Secondo dottrina e giurisprudenza maggioritarie, tutto ciò che si scollava dallo schema di atto politico – tipo, entrava necessariamente all’interno della categoria degli atti di alta amministrazione. Sono tali quegli atti amministrativi dotati, anch’essi, di contenuto discrezionale amplissimo, ma che, contrariamente a quelli politici, sono passibili di controllo giurisdizionale, non essendo liberi nel fine poichè finalizzati al soddisfacimento di un interesse pubblico concreto specificatamente individuato dalla legge. Proprio in seno ad una delle controversie nata in merito alla natura giuridica da attribuire al provvedimento di nomina ad assessore regionale da parte del Presidente della Giunta,  la Consulta con Sent. n. 81/2012 ha compiuto un’interpretazione adeguatrice  dell’Art. 7 c.p.a., di cui viene fornita una lettura conforme alla Costituzione, ed in particolare al principio di giustiziabilità delle situazioni giuridiche soggettive. Riconoscendo natura politica all’atto di nomina ad assessore, la Corte precisa che “gli spazi della discrezionalità politica trovano i loro confini nei principi di natura giuridica posti dall’ordinamento, tanto a livello costituzionale quanto a livello legislativo, e quando il legislatore predetermina canoni di legalità, ad essi la politica deve attenersi, in ossequio ai fondamentali principi dello Stato di diritto”. Anche l’amplissimo potere che connota un’azione di governo, deve dunque sempre essere circoscritto dai vincoli posti dalle norme giuridiche che ne segnano i confini e ne indirizzano l’esercizio.

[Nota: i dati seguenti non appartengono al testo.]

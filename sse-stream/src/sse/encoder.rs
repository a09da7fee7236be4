//! SSE wire encoding.
//!
//! An event is framed as
//!
//! ```text
//! event: <name>\n        (omitted when the name is empty)
//! data: <payload>\n      (every payload newline becomes "\ndata: ")
//! \n
//! ```
//!
//! The payload is read from an [`AsyncRead`] in fixed-size chunks and
//! rewritten chunk by chunk, so arbitrarily large payloads are never held in
//! memory at once.

use async_trait::async_trait;
use bytes::{BufMut, Bytes, BytesMut};
use std::borrow::Cow;
use std::io;
use tokio::io::{AsyncRead, AsyncReadExt};

use crate::error::{Error, Result};

/// Prefix of every data line.
pub const DATA_PREFIX: &[u8] = b"data: ";

/// Blank line closing an event.
pub const EVENT_TERMINATOR: &[u8] = b"\n\n";

/// Keep-alive comment written by [`super::Session::ping`].
pub const PING: &[u8] = b": ping\n\n";

/// Replacement for a newline inside a payload.
const DATA_CONTINUATION: &[u8] = b"\ndata: ";

/// Payload bytes read per step.
const READ_CHUNK: usize = 2 * 1024;

/// Destination for encoded bytes.
#[async_trait]
pub trait ByteSink: Send {
    /// Write all of `bytes` or fail.
    async fn write_bytes(&mut self, bytes: Bytes) -> io::Result<()>;
}

#[async_trait]
impl ByteSink for Vec<u8> {
    async fn write_bytes(&mut self, bytes: Bytes) -> io::Result<()> {
        self.extend_from_slice(&bytes);
        Ok(())
    }
}

/// Escape newlines in an event name as the two characters `\n`.
#[must_use]
pub fn escape_name(name: &str) -> Cow<'_, str> {
    if name.contains('\n') {
        Cow::Owned(name.replace('\n', "\\n"))
    } else {
        Cow::Borrowed(name)
    }
}

/// Rewrite one payload chunk so each newline opens a new data line.
#[must_use]
pub fn continue_lines(chunk: &[u8]) -> Bytes {
    let breaks = chunk.iter().filter(|&&b| b == b'\n').count();
    let mut out = BytesMut::with_capacity(chunk.len() + breaks * (DATA_CONTINUATION.len() - 1));

    let mut lines = chunk.split(|&b| b == b'\n');
    if let Some(first) = lines.next() {
        out.put_slice(first);
    }
    for line in lines {
        out.put_slice(DATA_CONTINUATION);
        out.put_slice(line);
    }

    out.freeze()
}

/// Encode one event into `sink`, returning the number of bytes written.
///
/// A failure on the `event:` line is reported as [`Error::EventName`];
/// failures on the data lines or the terminator as [`Error::Relay`]. If
/// reading the payload fails, the event is still terminated so the stream
/// stays framed, and the read error is returned as [`Error::Io`].
pub async fn write_event<S, R>(sink: &mut S, name: &str, mut data: R) -> Result<u64>
where
    S: ByteSink + ?Sized,
    R: AsyncRead + Unpin + Send,
{
    let mut written = 0u64;

    if !name.is_empty() {
        let line = format!("event: {}\n", escape_name(name));
        written += line.len() as u64;
        sink.write_bytes(Bytes::from(line))
            .await
            .map_err(Error::EventName)?;
    }

    sink.write_bytes(Bytes::from_static(DATA_PREFIX))
        .await
        .map_err(Error::Relay)?;
    written += DATA_PREFIX.len() as u64;

    let mut buf = vec![0u8; READ_CHUNK];
    let read_error = loop {
        let n = match data.read(&mut buf).await {
            Ok(0) => break None,
            Ok(n) => n,
            Err(e) if e.kind() == io::ErrorKind::Interrupted => continue,
            Err(e) => break Some(e),
        };

        let encoded = continue_lines(&buf[..n]);
        written += encoded.len() as u64;
        sink.write_bytes(encoded).await.map_err(Error::Relay)?;
    };

    sink.write_bytes(Bytes::from_static(EVENT_TERMINATOR))
        .await
        .map_err(Error::Relay)?;
    written += EVENT_TERMINATOR.len() as u64;

    match read_error {
        Some(e) => Err(Error::Io(e)),
        None => Ok(written),
    }
}

/// Write an SSE comment line (`: <text>\n\n`).
pub async fn write_comment<S>(sink: &mut S, text: &str) -> io::Result<()>
where
    S: ByteSink + ?Sized,
{
    let comment = if text.is_empty() {
        Bytes::from_static(b":\n\n")
    } else {
        Bytes::from(format!(": {}\n\n", text.replace('\n', " ")))
    };
    sink.write_bytes(comment).await
}

#[cfg(test)]
mod tests {
    use super::*;
    use std::pin::Pin;
    use std::task::{Context, Poll};
    use tokio::io::ReadBuf;

    async fn encode(name: &str, payload: &[u8]) -> Vec<u8> {
        let mut out = Vec::new();
        write_event(&mut out, name, payload).await.unwrap();
        out
    }

    /// Split an encoded event into its `event:` line and data lines.
    fn parse(event: &[u8]) -> (Option<String>, Vec<String>) {
        let text = std::str::from_utf8(event).unwrap();
        let body = text.strip_suffix("\n\n").expect("event terminator");
        let mut name = None;
        let mut data = Vec::new();
        for line in body.split('\n') {
            if let Some(n) = line.strip_prefix("event: ") {
                name = Some(n.to_string());
            } else if let Some(d) = line.strip_prefix("data: ") {
                data.push(d.to_string());
            } else {
                panic!("unexpected line {line:?}");
            }
        }
        (name, data)
    }

    #[tokio::test]
    async fn test_named_event() {
        let out = encode("time", b"2024-01-01T00:00:00Z").await;
        assert_eq!(out, b"event: time\ndata: 2024-01-01T00:00:00Z\n\n");
    }

    #[tokio::test]
    async fn test_anonymous_multiline_event() {
        let out = encode("", b"a\nb").await;
        assert_eq!(out, b"data: a\ndata: b\n\n");
    }

    #[tokio::test]
    async fn test_empty_payload() {
        let out = encode("", b"").await;
        assert_eq!(out, b"data: \n\n");
    }

    #[tokio::test]
    async fn test_name_newlines_are_escaped() {
        let out = encode("evil\nname\n", b"x").await;
        let text = std::str::from_utf8(&out).unwrap();
        let event_line = text.lines().next().unwrap();
        assert_eq!(event_line, "event: evil\\nname\\n");
        assert_eq!(text, "event: evil\\nname\\n\ndata: x\n\n");
    }

    #[test]
    fn test_escape_name_borrows_clean_names() {
        assert!(matches!(escape_name("plain"), Cow::Borrowed("plain")));
        assert_eq!(escape_name("a\nb"), "a\\nb");
    }

    #[tokio::test]
    async fn test_data_lines_reassemble_payload() {
        let payloads: [&[u8]; 5] = [b"single", b"\n", b"\n\nleading", b"trailing\n", b"a\n\nb\nc"];

        for payload in payloads {
            let out = encode("", payload).await;
            let (_, lines) = parse(&out);
            let newlines = payload.iter().filter(|&&b| b == b'\n').count();

            assert_eq!(lines.len(), newlines + 1, "payload {payload:?}");
            assert_eq!(lines.join("\n").as_bytes(), payload);
            assert!(out.ends_with(b"\n\n"));
        }
    }

    #[tokio::test]
    async fn test_payload_larger_than_read_chunk() {
        let line = "x".repeat(700);
        let payload = vec![line.as_str(); 10].join("\n");
        assert!(payload.len() > READ_CHUNK);

        let out = encode("bulk", payload.as_bytes()).await;
        let (name, lines) = parse(&out);

        assert_eq!(name.as_deref(), Some("bulk"));
        assert_eq!(lines.len(), 10);
        assert_eq!(lines.join("\n"), payload);
    }

    #[tokio::test]
    async fn test_written_count_matches_output() {
        let mut out = Vec::new();
        let written = write_event(&mut out, "n", &b"1\n2"[..]).await.unwrap();
        assert_eq!(written, out.len() as u64);
    }

    struct FailingSink {
        accepted: usize,
        fail_after: usize,
    }

    #[async_trait]
    impl ByteSink for FailingSink {
        async fn write_bytes(&mut self, _bytes: Bytes) -> io::Result<()> {
            if self.accepted == self.fail_after {
                return Err(io::ErrorKind::BrokenPipe.into());
            }
            self.accepted += 1;
            Ok(())
        }
    }

    #[tokio::test]
    async fn test_name_write_failure_is_distinct() {
        let mut sink = FailingSink {
            accepted: 0,
            fail_after: 0,
        };
        let err = write_event(&mut sink, "n", &b"x"[..]).await.unwrap_err();
        assert!(matches!(err, Error::EventName(_)));
    }

    #[tokio::test]
    async fn test_data_write_failure_is_reported_directly() {
        let mut sink = FailingSink {
            accepted: 0,
            fail_after: 1,
        };
        let err = write_event(&mut sink, "n", &b"x"[..]).await.unwrap_err();
        assert!(matches!(err, Error::Relay(_)));

        let mut sink = FailingSink {
            accepted: 0,
            fail_after: 0,
        };
        let err = write_event(&mut sink, "", &b"x"[..]).await.unwrap_err();
        assert!(matches!(err, Error::Relay(_)));
    }

    struct BrokenReader;

    impl AsyncRead for BrokenReader {
        fn poll_read(
            self: Pin<&mut Self>,
            _cx: &mut Context<'_>,
            _buf: &mut ReadBuf<'_>,
        ) -> Poll<io::Result<()>> {
            Poll::Ready(Err(io::Error::other("source failed")))
        }
    }

    #[tokio::test]
    async fn test_payload_read_failure_still_terminates_event() {
        let mut out = Vec::new();
        let err = write_event(&mut out, "", BrokenReader).await.unwrap_err();

        assert!(matches!(err, Error::Io(_)));
        assert_eq!(out, b"data: \n\n");
    }

    #[tokio::test]
    async fn test_comment() {
        let mut out = Vec::new();
        write_comment(&mut out, "ping").await.unwrap();
        assert_eq!(out, PING);

        let mut out = Vec::new();
        write_comment(&mut out, "").await.unwrap();
        assert_eq!(out, b":\n\n");
    }
}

Il rispetto di tali vincoli costituisce un requisito di legittimità e di validità dell’atto, sindacabile nelle sedi appropriate. Per quanto attiene a quest’ultimo profilo, secondo il Consiglio di Stato,  Sez. V, n. n. 4502/2011, “le uniche limitazioni cui l’atto politico soggiace sono costituite dall’osservanza dei precetti costituzionali, la cui violazione può giustificare un sindacato della Corte costituzionale di legittimità sulle leggi e gli atti aventi forza di legge o in sede di conflitto di attribuzione su qualsivoglia atto lesivo di competenze costituzionalmente garantite” . Si ritiene, inoltre, che gli stessi siano passibili anche di controllo puramente politico, posto in essere da parte del corpo elettorale o del Parlamento (che può esprimere, ad esempio, voto di sfiducia per gli atti dell’esecutivo).

Attraverso poche righe, senza nulla lasciare all’ombra del dubbio, la Corte mette in chiaro che quando il legislatore predetermina canoni di legalità, ad essi dovrà necessariamente attenersi anche la politica. La valutazione degli atti politici rispetto ai parametri normativi consiste, infatti, in un controllo giuridico necessario, conforme ai fondamentali principi dello Stato di diritto che, come tali, sono preminenti su qualsiasi tipo di attività, da qualunque organo posta in essere.